[Instructions for the task]: Quote the records below word for word, please, from the very first line through the one that contains "let favorite = entity::favorite::ActiveModel", and nothing beyond it.

BEGIN Given entries

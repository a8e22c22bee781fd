use chrono::Utc;
use sea_orm::{
    ActiveModelTrait, ActiveValue, ColumnTrait, ConnectionTrait, DbErr, DeleteResult, EntityTrait,
    QueryFilter, QueryOrder,
};

pub struct FavoriteRepository<'a, C: ConnectionTrait> {
    db: &'a C,
}

impl<'a, C: ConnectionTrait> FavoriteRepository<'a, C> {
    /// Creates a new instance of [`FavoriteRepository`]
    pub fn new(db: &'a C) -> Self {
        Self { db }
    }

    /// Creates a favorite linking a user to a champion
    ///
    /// The favorites table carries a unique index over
    /// (user_id, champion_id); inserting a pair that already exists
    /// surfaces as a unique constraint violation.
    pub async fn create(
        &self,
        user_id: i32,
        champion_id: i32,
    ) -> Result<entity::favorite::Model, DbErr> {
        let favorite = entity::favorite::ActiveModel {
            user_id: ActiveValue::Set(user_id),
            champion_id: ActiveValue::Set(champion_id),
            created_at: ActiveValue::Set(Utc::now().naive_utc()),
            ..Default::default()
        };

        favorite.insert(self.db).await
    }

    /// Deletes a favorite
    ///
    /// Returns OK regardless of the favorite existing, to confirm the
    /// deletion result check the [`DeleteResult::rows_affected`] field.
    pub async fn delete(&self, favorite_id: i32) -> Result<DeleteResult, DbErr> {
        entity::prelude::Favorite::delete_by_id(favorite_id)
            .exec(self.db)
            .await
    }

    pub async fn get_by_user_and_champion(
        &self,
        user_id: i32,
        champion_id: i32,
    ) -> Result<Option<entity::favorite::Model>, DbErr> {
        entity::prelude::Favorite::find()
            .filter(entity::favorite::Column::UserId.eq(user_id))
            .filter(entity::favorite::Column::ChampionId.eq(champion_id))
            .one(self.db)
            .await
    }

    /// Gets a user's favorites joined with their champions, oldest first
    pub async fn get_many_by_user_id(
        &self,
        user_id: i32,
    ) -> Result<Vec<(entity::favorite::Model, Option<entity::champion::Model>)>, DbErr> {
        entity::prelude::Favorite::find()
            .filter(entity::favorite::Column::UserId.eq(user_id))
            .find_also_related(entity::champion::Entity)
            .order_by_asc(entity::favorite::Column::Id)
            .all(self.db)
            .await
    }
}
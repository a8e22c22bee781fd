use sea_orm::{ConnectOptions, Database, DatabaseConnection};
use tower_sessions::{cookie::SameSite, Expiry, MemoryStore, SessionManagerLayer};

use crate::server::{config::Config, error::Error};

/// Connect to the database without touching the schema
///
/// `loldex serve` relies on the schema already existing; only `loldex seed`
/// runs migrations.
pub async fn connect_to_database(config: &Config) -> Result<DatabaseConnection, Error> {
    let mut opt = ConnectOptions::new(&config.database_url);
    opt.sqlx_logging(false);

    let db = Database::connect(opt).await?;

    Ok(db)
}

/// Apply any pending database migrations
pub async fn run_migrations(db: &DatabaseConnection) -> Result<(), Error> {
    use migration::{Migrator, MigratorTrait};

    Migrator::up(db, None).await?;

    Ok(())
}

/// Configure cookie-backed session management
pub fn session_layer() -> SessionManagerLayer<MemoryStore> {
    use time::Duration;

    let session_store = MemoryStore::default();

    // Set secure based on build mode: in development (debug) use false, otherwise true.
    let development_mode = cfg!(debug_assertions);
    let secure_cookies = !development_mode;

    SessionManagerLayer::new(session_store)
        .with_secure(secure_cookies)
        .with_same_site(SameSite::Lax)
        .with_http_only(true)
        .with_expiry(Expiry::OnInactivity(Duration::days(7)))
}
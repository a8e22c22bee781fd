use sea_orm::DatabaseConnection;

#[derive(Clone)]
pub struct AppState {
    pub db: DatabaseConnection,
}

/// Build state from a bare database handle.
///
/// Test setups use this to construct state without a circular dependency
/// on the test-utils crate.
impl From<DatabaseConnection> for AppState {
    fn from(db: DatabaseConnection) -> Self {
        Self { db }
    }
}
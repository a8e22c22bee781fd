//! HTTP controller endpoints for the LolDex web API.
//!
//! This module contains Axum handlers for authentication, the champion
//! catalog, favorites, comments, and user profiles. Controllers handle HTTP
//! requests, validate inputs, interact with services and repositories, and
//! return appropriate HTTP responses. They integrate with tower-sessions for
//! session management and use utoipa for OpenAPI documentation.

pub mod auth;
pub mod champion;
pub mod comment;
pub mod favorite;
pub mod user;
pub mod util;
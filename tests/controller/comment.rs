mod create_comment_tests {
    use axum::{
        extract::{Path, State},
        http::StatusCode,
        response::IntoResponse,
        Json,
    };
    use loldex::{
        model::champion::ChampionCommentDto,
        server::{
            controller::comment::create_comment, form::comment::CommentForm,
            model::session::user::SessionUserId,
        },
    };
    use loldex_test_utils::prelude::*;
    use sea_orm::EntityTrait;

    fn comment_form(content: &str) -> CommentForm {
        CommentForm {
            content: content.to_string(),
        }
    }

    #[tokio::test]
    /// Expect 201 with the stored comment attributed to the session user
    async fn test_create_comment_success() -> Result<(), TestError> {
        let mut test = test_setup_with_all_tables!()?;
        test.champions().insert_mock_champion("Aatrox").await?;
        let user = test.users().insert_mock_user("Teemo").await?;
        SessionUserId::insert(&test.session, user.id).await.unwrap();

        let result = create_comment(
            State(test.state()),
            test.session.clone(),
            Path("Aatrox".to_string()),
            Json(comment_form("Size doesn't mean everything.")),
        )
        .await;

        assert!(result.is_ok());
        let resp = result.unwrap().into_response();
        assert_eq!(resp.status(), StatusCode::CREATED);

        let body = axum::body::to_bytes(resp.into_body(), usize::MAX)
            .await
            .unwrap();
        let comment: ChampionCommentDto = serde_json::from_slice(&body)?;
        assert_eq!(comment.username, "Teemo");
        assert_eq!(comment.content, "Size doesn't mean everything.");

        let comments = entity::prelude::Comment::find().all(&test.db).await?;
        assert_eq!(comments.len(), 1);
        assert_eq!(comments[0].user_id, user.id);

        Ok(())
    }

    #[tokio::test]
    /// Expect a 500 character comment to be accepted
    async fn test_create_comment_max_length() -> Result<(), TestError> {
        let mut test = test_setup_with_all_tables!()?;
        test.champions().insert_mock_champion("Aatrox").await?;
        let user = test.users().insert_mock_user("Teemo").await?;
        SessionUserId::insert(&test.session, user.id).await.unwrap();

        let result = create_comment(
            State(test.state()),
            test.session.clone(),
            Path("Aatrox".to_string()),
            Json(comment_form(&"a".repeat(500))),
        )
        .await;

        assert!(result.is_ok());
        let resp = result.unwrap().into_response();
        assert_eq!(resp.status(), StatusCode::CREATED);

        Ok(())
    }

    #[tokio::test]
    /// Expect 422 and no row for content over 500 characters
    async fn test_create_comment_too_long() -> Result<(), TestError> {
        let mut test = test_setup_with_all_tables!()?;
        test.champions().insert_mock_champion("Aatrox").await?;
        let user = test.users().insert_mock_user("Teemo").await?;
        SessionUserId::insert(&test.session, user.id).await.unwrap();

        let result = create_comment(
            State(test.state()),
            test.session.clone(),
            Path("Aatrox".to_string()),
            Json(comment_form(&"a".repeat(501))),
        )
        .await;

        assert!(result.is_err());
        let resp = result.err().unwrap().into_response();
        assert_eq!(resp.status(), StatusCode::UNPROCESSABLE_ENTITY);

        let comments = entity::prelude::Comment::find().all(&test.db).await?;
        assert!(comments.is_empty());

        Ok(())
    }

    #[tokio::test]
    /// Expect 422 and no row for empty content
    async fn test_create_comment_empty() -> Result<(), TestError> {
        let mut test = test_setup_with_all_tables!()?;
        test.champions().insert_mock_champion("Aatrox").await?;
        let user = test.users().insert_mock_user("Teemo").await?;
        SessionUserId::insert(&test.session, user.id).await.unwrap();

        let result = create_comment(
            State(test.state()),
            test.session.clone(),
            Path("Aatrox".to_string()),
            Json(comment_form("")),
        )
        .await;

        assert!(result.is_err());
        let resp = result.err().unwrap().into_response();
        assert_eq!(resp.status(), StatusCode::UNPROCESSABLE_ENTITY);

        let comments = entity::prelude::Comment::find().all(&test.db).await?;
        assert!(comments.is_empty());

        Ok(())
    }

    #[tokio::test]
    /// Expect 401 and no row for an anonymous comment
    async fn test_create_comment_anonymous() -> Result<(), TestError> {
        let mut test = test_setup_with_all_tables!()?;
        test.champions().insert_mock_champion("Aatrox").await?;

        let result = create_comment(
            State(test.state()),
            test.session.clone(),
            Path("Aatrox".to_string()),
            Json(comment_form("Hello.")),
        )
        .await;

        assert!(result.is_err());
        let resp = result.err().unwrap().into_response();
        assert_eq!(resp.status(), StatusCode::UNAUTHORIZED);

        let comments = entity::prelude::Comment::find().all(&test.db).await?;
        assert!(comments.is_empty());

        Ok(())
    }

    #[tokio::test]
    /// Expect 404 when commenting on a champion that does not exist
    async fn test_create_comment_unknown_champion() -> Result<(), TestError> {
        let mut test = test_setup_with_all_tables!()?;
        let user = test.users().insert_mock_user("Teemo").await?;
        SessionUserId::insert(&test.session, user.id).await.unwrap();

        let result = create_comment(
            State(test.state()),
            test.session.clone(),
            Path("Nobody".to_string()),
            Json(comment_form("Hello.")),
        )
        .await;

        assert!(result.is_err());
        let resp = result.err().unwrap().into_response();
        assert_eq!(resp.status(), StatusCode::NOT_FOUND);

        Ok(())
    }
}

mod get_comments_tests {
    use axum::{extract::State, http::StatusCode, response::IntoResponse};
    use loldex::{
        model::user::UserCommentDto,
        server::{controller::comment::get_comments, model::session::user::SessionUserId},
    };
    use loldex_test_utils::prelude::*;

    #[tokio::test]
    /// Expect only the session user's comments, each carrying its champion
    async fn test_get_comments_success() -> Result<(), TestError> {
        let mut test = test_setup_with_all_tables!()?;
        let champion = test.champions().insert_mock_champion("Aatrox").await?;
        let user = test.users().insert_mock_user("Teemo").await?;
        let rival = test.users().insert_mock_user("Rammus").await?;
        test.users()
            .insert_mock_comment(user.id, champion.id, "First.")
            .await?;
        test.users()
            .insert_mock_comment(rival.id, champion.id, "Ok.")
            .await?;
        SessionUserId::insert(&test.session, user.id).await.unwrap();

        let result = get_comments(State(test.state()), test.session.clone()).await;

        assert!(result.is_ok());
        let resp = result.unwrap().into_response();
        assert_eq!(resp.status(), StatusCode::OK);

        let body = axum::body::to_bytes(resp.into_body(), usize::MAX)
            .await
            .unwrap();
        let comments: Vec<UserCommentDto> = serde_json::from_slice(&body)?;

        assert_eq!(comments.len(), 1);
        assert_eq!(comments[0].content, "First.");
        assert_eq!(comments[0].champion_name, "Aatrox");

        Ok(())
    }

    #[tokio::test]
    /// Expect 401 for an anonymous session
    async fn test_get_comments_anonymous() -> Result<(), TestError> {
        let test = test_setup_with_all_tables!()?;

        let result = get_comments(State(test.state()), test.session.clone()).await;

        assert!(result.is_err());
        let resp = result.err().unwrap().into_response();
        assert_eq!(resp.status(), StatusCode::UNAUTHORIZED);

        Ok(())
    }

    #[tokio::test]
    /// Expect 500 internal server error when required database tables dont exist
    async fn test_get_comments_error_without_tables() -> Result<(), TestError> {
        let test = test_setup_with_tables!()?;
        SessionUserId::insert(&test.session, 1).await.unwrap();

        let result = get_comments(State(test.state()), test.session.clone()).await;

        assert!(result.is_err());
        let resp = result.err().unwrap().into_response();
        assert_eq!(resp.status(), StatusCode::INTERNAL_SERVER_ERROR);

        Ok(())
    }
}
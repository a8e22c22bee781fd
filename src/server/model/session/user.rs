use serde::{Deserialize, Serialize};
use tower_sessions::Session;

use crate::server::error::Error;

pub const SESSION_USER_ID_KEY: &str = "loldex:user:id";

#[derive(Default, Deserialize, Serialize, Debug)]
pub struct SessionUserId(pub String);

impl SessionUserId {
    /// Insert user ID into session
    pub async fn insert(session: &Session, user_id: i32) -> Result<(), Error> {
        session
            .insert(SESSION_USER_ID_KEY, SessionUserId(user_id.to_string()))
            .await?;

        Ok(())
    }

    /// Get user ID from session
    pub async fn get(session: &Session) -> Result<Option<i32>, Error> {
        session
            .get::<SessionUserId>(SESSION_USER_ID_KEY)
            .await?
            .map(|SessionUserId(id_str)| {
                id_str.parse::<i32>().map_err(|e| {
                    Error::ParseError(format!("Failed to parse session user id: {}", e))
                })
            })
            .transpose()
    }
}
use thiserror::Error;

#[derive(Error, Debug)]
pub enum TestError {
    #[error(transparent)]
    DbErr(#[from] sea_orm::DbErr),
    #[error(transparent)]
    SessionError(#[from] tower_sessions::session::Error),
    #[error(transparent)]
    SerdeJson(#[from] serde_json::Error),
}
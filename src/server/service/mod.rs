//! Business logic services.
//!
//! Services coordinate repositories, external fetches, and error
//! translation for the controllers. Multi-statement writes run inside a
//! transaction here rather than in the data layer.

pub mod auth;
pub mod favorite;
pub mod ingest;
//! Server application models and type definitions.
//!
//! This module contains data models for the server application, including
//! application state, database model type aliases, ingestion row shapes,
//! and session data structures. These models bridge the gap between
//! database entities, HTTP handlers, and the ingestion job.

pub mod app;
pub mod db;
pub mod ingest;
pub mod session;
pub mod current_user;
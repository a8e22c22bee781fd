use sea_orm::entity::prelude::*;

/// A registered account. `password_hash` holds an Argon2id PHC string,
/// never the raw password.
#[derive(Clone, Debug, PartialEq, DeriveEntityModel)]
#[sea_orm(table_name = "users")]
pub struct Model {
    #[sea_orm(primary_key)]
    pub id: i32,
    #[sea_orm(unique)]
    pub username: String,
    #[sea_orm(unique)]
    pub email: String,
    pub password_hash: String,
    pub avatar_url: Option<String>,
    #[sea_orm(column_type = "Text", nullable)]
    pub bio: Option<String>,
    pub summoner_name: Option<String>,
    pub created_at: DateTime,
}

#[derive(Copy, Clone, Debug, EnumIter, DeriveRelation)]
pub enum Relation {
    #[sea_orm(has_many = "super::comment::Entity")]
    Comment,
    #[sea_orm(has_many = "super::favorite::Entity")]
    Favorite,
}

impl Related<super::comment::Entity> for Entity {
    fn to() -> RelationDef {
        Relation::Comment.def()
    }
}

impl Related<super::favorite::Entity> for Entity {
    fn to() -> RelationDef {
        Relation::Favorite.def()
    }
}

impl ActiveModelBehavior for ActiveModel {}
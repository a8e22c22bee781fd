mod toggle_favorite_tests {
    use axum::{
        extract::{Path, State},
        http::StatusCode,
        response::IntoResponse,
    };
    use loldex::{
        model::champion::{FavoriteStatusDto, FavoriteUnauthenticatedDto},
        server::{controller::favorite::toggle_favorite, model::session::user::SessionUserId},
    };
    use loldex_test_utils::prelude::*;
    use sea_orm::EntityTrait;

    #[tokio::test]
    /// Expect toggling twice to favorite and then unfavorite the champion
    async fn test_toggle_favorite_round_trip() -> Result<(), TestError> {
        let mut test = test_setup_with_all_tables!()?;
        let champion = test.champions().insert_mock_champion("Aatrox").await?;
        let user = test.users().insert_mock_user("Teemo").await?;
        SessionUserId::insert(&test.session, user.id).await.unwrap();

        let result = toggle_favorite(
            State(test.state()),
            test.session.clone(),
            Path(champion.id),
        )
        .await;

        assert!(result.is_ok());
        let resp = result.unwrap().into_response();
        assert_eq!(resp.status(), StatusCode::OK);

        let body = axum::body::to_bytes(resp.into_body(), usize::MAX)
            .await
            .unwrap();
        let status: FavoriteStatusDto = serde_json::from_slice(&body)?;
        assert!(status.is_favorited);
        assert!(status.is_authenticated);

        let favorites = entity::prelude::Favorite::find().all(&test.db).await?;
        assert_eq!(favorites.len(), 1);

        let result = toggle_favorite(
            State(test.state()),
            test.session.clone(),
            Path(champion.id),
        )
        .await;

        assert!(result.is_ok());
        let resp = result.unwrap().into_response();
        assert_eq!(resp.status(), StatusCode::OK);

        let body = axum::body::to_bytes(resp.into_body(), usize::MAX)
            .await
            .unwrap();
        let status: FavoriteStatusDto = serde_json::from_slice(&body)?;
        assert!(!status.is_favorited);

        let favorites = entity::prelude::Favorite::find().all(&test.db).await?;
        assert!(favorites.is_empty());

        Ok(())
    }

    #[tokio::test]
    /// Expect 401 with an unauthenticated body and no row for anonymous toggles
    async fn test_toggle_favorite_anonymous() -> Result<(), TestError> {
        let mut test = test_setup_with_all_tables!()?;
        let champion = test.champions().insert_mock_champion("Aatrox").await?;

        let result = toggle_favorite(
            State(test.state()),
            test.session.clone(),
            Path(champion.id),
        )
        .await;

        assert!(result.is_ok());
        let resp = result.unwrap().into_response();
        assert_eq!(resp.status(), StatusCode::UNAUTHORIZED);

        let body = axum::body::to_bytes(resp.into_body(), usize::MAX)
            .await
            .unwrap();
        let status: FavoriteUnauthenticatedDto = serde_json::from_slice(&body)?;
        assert_eq!(status.message, "User not authenticated");
        assert!(!status.is_authenticated);

        let favorites = entity::prelude::Favorite::find().all(&test.db).await?;
        assert!(favorites.is_empty());

        Ok(())
    }

    #[tokio::test]
    /// Expect 404 for a champion ID not in the catalog
    async fn test_toggle_favorite_unknown_champion() -> Result<(), TestError> {
        let mut test = test_setup_with_all_tables!()?;
        let user = test.users().insert_mock_user("Teemo").await?;
        SessionUserId::insert(&test.session, user.id).await.unwrap();

        let result = toggle_favorite(State(test.state()), test.session.clone(), Path(404)).await;

        assert!(result.is_err());
        let resp = result.err().unwrap().into_response();
        assert_eq!(resp.status(), StatusCode::NOT_FOUND);

        Ok(())
    }

    #[tokio::test]
    /// Expect 500 internal server error when required database tables dont exist
    async fn test_toggle_favorite_error_without_tables() -> Result<(), TestError> {
        let test = test_setup_with_tables!()?;
        SessionUserId::insert(&test.session, 1).await.unwrap();

        let result = toggle_favorite(State(test.state()), test.session.clone(), Path(1)).await;

        assert!(result.is_err());
        let resp = result.err().unwrap().into_response();
        assert_eq!(resp.status(), StatusCode::INTERNAL_SERVER_ERROR);

        Ok(())
    }
}

mod get_favorites_tests {
    use axum::{extract::State, http::StatusCode, response::IntoResponse};
    use loldex::{
        model::user::FavoriteDto,
        server::{controller::favorite::get_favorites, model::session::user::SessionUserId},
    };
    use loldex_test_utils::prelude::*;

    #[tokio::test]
    /// Expect the session user's favorites joined with their champions
    async fn test_get_favorites_success() -> Result<(), TestError> {
        let mut test = test_setup_with_all_tables!()?;
        let aatrox = test.champions().insert_mock_champion("Aatrox").await?;
        let zed = test.champions().insert_mock_champion("Zed").await?;
        let user = test.users().insert_mock_user("Teemo").await?;
        let rival = test.users().insert_mock_user("Rammus").await?;
        test.users().insert_mock_favorite(user.id, aatrox.id).await?;
        test.users().insert_mock_favorite(user.id, zed.id).await?;
        test.users().insert_mock_favorite(rival.id, zed.id).await?;
        SessionUserId::insert(&test.session, user.id).await.unwrap();

        let result = get_favorites(State(test.state()), test.session.clone()).await;

        assert!(result.is_ok());
        let resp = result.unwrap().into_response();
        assert_eq!(resp.status(), StatusCode::OK);

        let body = axum::body::to_bytes(resp.into_body(), usize::MAX)
            .await
            .unwrap();
        let favorites: Vec<FavoriteDto> = serde_json::from_slice(&body)?;

        let names: Vec<&str> = favorites
            .iter()
            .map(|favorite| favorite.champion.name.as_str())
            .collect();
        assert_eq!(names, vec!["Aatrox", "Zed"]);

        Ok(())
    }

    #[tokio::test]
    /// Expect 401 for an anonymous session
    async fn test_get_favorites_anonymous() -> Result<(), TestError> {
        let test = test_setup_with_all_tables!()?;

        let result = get_favorites(State(test.state()), test.session.clone()).await;

        assert!(result.is_err());
        let resp = result.err().unwrap().into_response();
        assert_eq!(resp.status(), StatusCode::UNAUTHORIZED);

        Ok(())
    }

    #[tokio::test]
    /// Expect 500 internal server error when required database tables dont exist
    async fn test_get_favorites_error_without_tables() -> Result<(), TestError> {
        let test = test_setup_with_tables!()?;
        SessionUserId::insert(&test.session, 1).await.unwrap();

        let result = get_favorites(State(test.state()), test.session.clone()).await;

        assert!(result.is_err());
        let resp = result.err().unwrap().into_response();
        assert_eq!(resp.status(), StatusCode::INTERNAL_SERVER_ERROR);

        Ok(())
    }
}
use std::collections::{BTreeMap, HashMap};

use serde::Deserialize;
use serde_json::Value;

/// Top-level document for the champion roster (`champion.json`).
///
/// Only the keys of `data` are consumed; the per-champion entries in the
/// roster are stubs compared to the detail documents. A `BTreeMap` keeps
/// iteration order deterministic.
#[derive(Debug, Deserialize)]
pub struct ChampionListResponse {
    pub data: BTreeMap<String, Value>,
}

/// Top-level document for a single champion (`champion/{key}.json`).
#[derive(Debug, Deserialize)]
pub struct ChampionDetailResponse {
    pub data: HashMap<String, ChampionDetail>,
}

/// The champion fields ingestion consumes.
///
/// Sub-documents stored as-is (spells, passive, skins) stay raw JSON so
/// unknown upstream keys survive into the database.
#[derive(Debug, Clone, Deserialize)]
pub struct ChampionDetail {
    pub id: String,
    #[serde(default)]
    pub title: String,
    #[serde(default)]
    pub lore: Option<String>,
    #[serde(default)]
    pub blurb: Option<String>,
    #[serde(default)]
    pub tags: Vec<String>,
    #[serde(default)]
    pub info: ChampionInfo,
    #[serde(default)]
    pub spells: Vec<Value>,
    #[serde(default)]
    pub passive: Value,
    #[serde(default, rename = "allytips")]
    pub ally_tips: Vec<String>,
    #[serde(default, rename = "enemytips")]
    pub enemy_tips: Vec<String>,
    #[serde(default)]
    pub skins: Vec<Value>,
}

#[derive(Debug, Clone, Default, Deserialize)]
pub struct ChampionInfo {
    #[serde(default)]
    pub difficulty: Option<i32>,
}
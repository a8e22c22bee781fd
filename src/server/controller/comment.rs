use axum::{
    extract::{Path, State},
    http::StatusCode,
    response::IntoResponse,
    Json,
};
use sea_orm::DatabaseConnection;
use tower_sessions::Session;

use crate::{
    model::{
        api::{ErrorDto, ValidationErrorDto},
        champion::ChampionCommentDto,
        user::UserCommentDto,
    },
    server::{
        controller::util::current_user::require_user,
        data::{champion::ChampionRepository, comment::CommentRepository},
        error::Error,
        form::comment::CommentForm,
        model::app::AppState,
    },
};

pub static COMMENT_TAG: &str = "comment";

/// Post a comment on a champion
#[utoipa::path(
    post,
    path = "/api/champions/{name}/comments",
    tag = COMMENT_TAG,
    params(
        ("name" = String, Path, description = "Champion name")
    ),
    request_body = CommentForm,
    responses(
        (status = 201, description = "The created comment", body = ChampionCommentDto),
        (status = 401, description = "Not logged in", body = ErrorDto),
        (status = 404, description = "Champion not found", body = ErrorDto),
        (status = 422, description = "Comment content was rejected", body = ValidationErrorDto),
        (status = 500, description = "Internal server error", body = ErrorDto)
    ),
)]
pub async fn create_comment(
    State(state): State<AppState>,
    session: Session,
    Path(name): Path<String>,
    Json(form): Json<CommentForm>,
) -> Result<impl IntoResponse, Error> {
    let champion_repository = ChampionRepository::new(&state.db);
    let comment_repository = CommentRepository::new(&state.db);

    let user = require_user(&state.db, &session, "You must be logged in to comment.").await?;

    form.validate()?;

    let champion = match champion_repository.get_by_name(&name).await? {
        Some(champion) => champion,
        None => return Err(Error::NotFound("Champion not found")),
    };

    let comment = comment_repository
        .create(user.id, champion.id, form.content)
        .await?;

    tracing::info!("User {} commented on {}", user.username, champion.name);

    Ok((
        StatusCode::CREATED,
        Json(ChampionCommentDto {
            id: comment.id,
            content: comment.content,
            created_at: comment.created_at,
            user_id: user.id,
            username: user.username,
        }),
    ))
}

/// Get the logged in user's comments
#[utoipa::path(
    get,
    path = "/api/comments",
    tag = COMMENT_TAG,
    responses(
        (status = 200, description = "The current user's comments, oldest first", body = Vec<UserCommentDto>),
        (status = 401, description = "Not logged in", body = ErrorDto),
        (status = 500, description = "Internal server error", body = ErrorDto)
    ),
)]
pub async fn get_comments(
    State(state): State<AppState>,
    session: Session,
) -> Result<impl IntoResponse, Error> {
    let user = require_user(
        &state.db,
        &session,
        "You must be logged in to view your comments.",
    )
    .await?;

    let comments = comments_of(&state.db, user.id).await?;

    Ok(Json(comments))
}

/// Load a user's comment history joined with the champions commented on,
/// oldest first.
///
/// Shared with the profile routes.
pub(crate) async fn comments_of(
    db: &DatabaseConnection,
    user_id: i32,
) -> Result<Vec<UserCommentDto>, Error> {
    let comment_repository = CommentRepository::new(db);

    let comments = comment_repository
        .get_many_by_user_id(user_id)
        .await?
        .into_iter()
        .filter_map(|(comment, champion)| {
            champion.map(|champion| UserCommentDto {
                id: comment.id,
                content: comment.content,
                created_at: comment.created_at,
                champion_id: champion.id,
                champion_name: champion.name,
            })
        })
        .collect();

    Ok(comments)
}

END Given entries

[Written solution]:
repository a8e22c22bee781fd
use chrono::Utc;
use sea_orm::{
    ActiveModelTrait, ActiveValue, ColumnTrait, ConnectionTrait, DbErr, DeleteResult, EntityTrait,
    QueryFilter, QueryOrder,
};

pub struct FavoriteRepository<'a, C: ConnectionTrait> {
    db: &'a C,
}

impl<'a, C: ConnectionTrait> FavoriteRepository<'a, C> {
    /// Creates a new instance of [`FavoriteRepository`]
    pub fn new(db: &'a C) -> Self {
        Self { db }
    }

    /// Creates a favorite linking a user to a champion
    ///
    /// The favorites table carries a unique index over
    /// (user_id, champion_id); inserting a pair that already exists
    /// surfaces as a unique constraint violation.
    pub async fn create(
        &self,
        user_id: i32,
        champion_id: i32,
    ) -> Result<entity::favorite::Model, DbErr> {
        let favorite = entity::favorite::ActiveModel {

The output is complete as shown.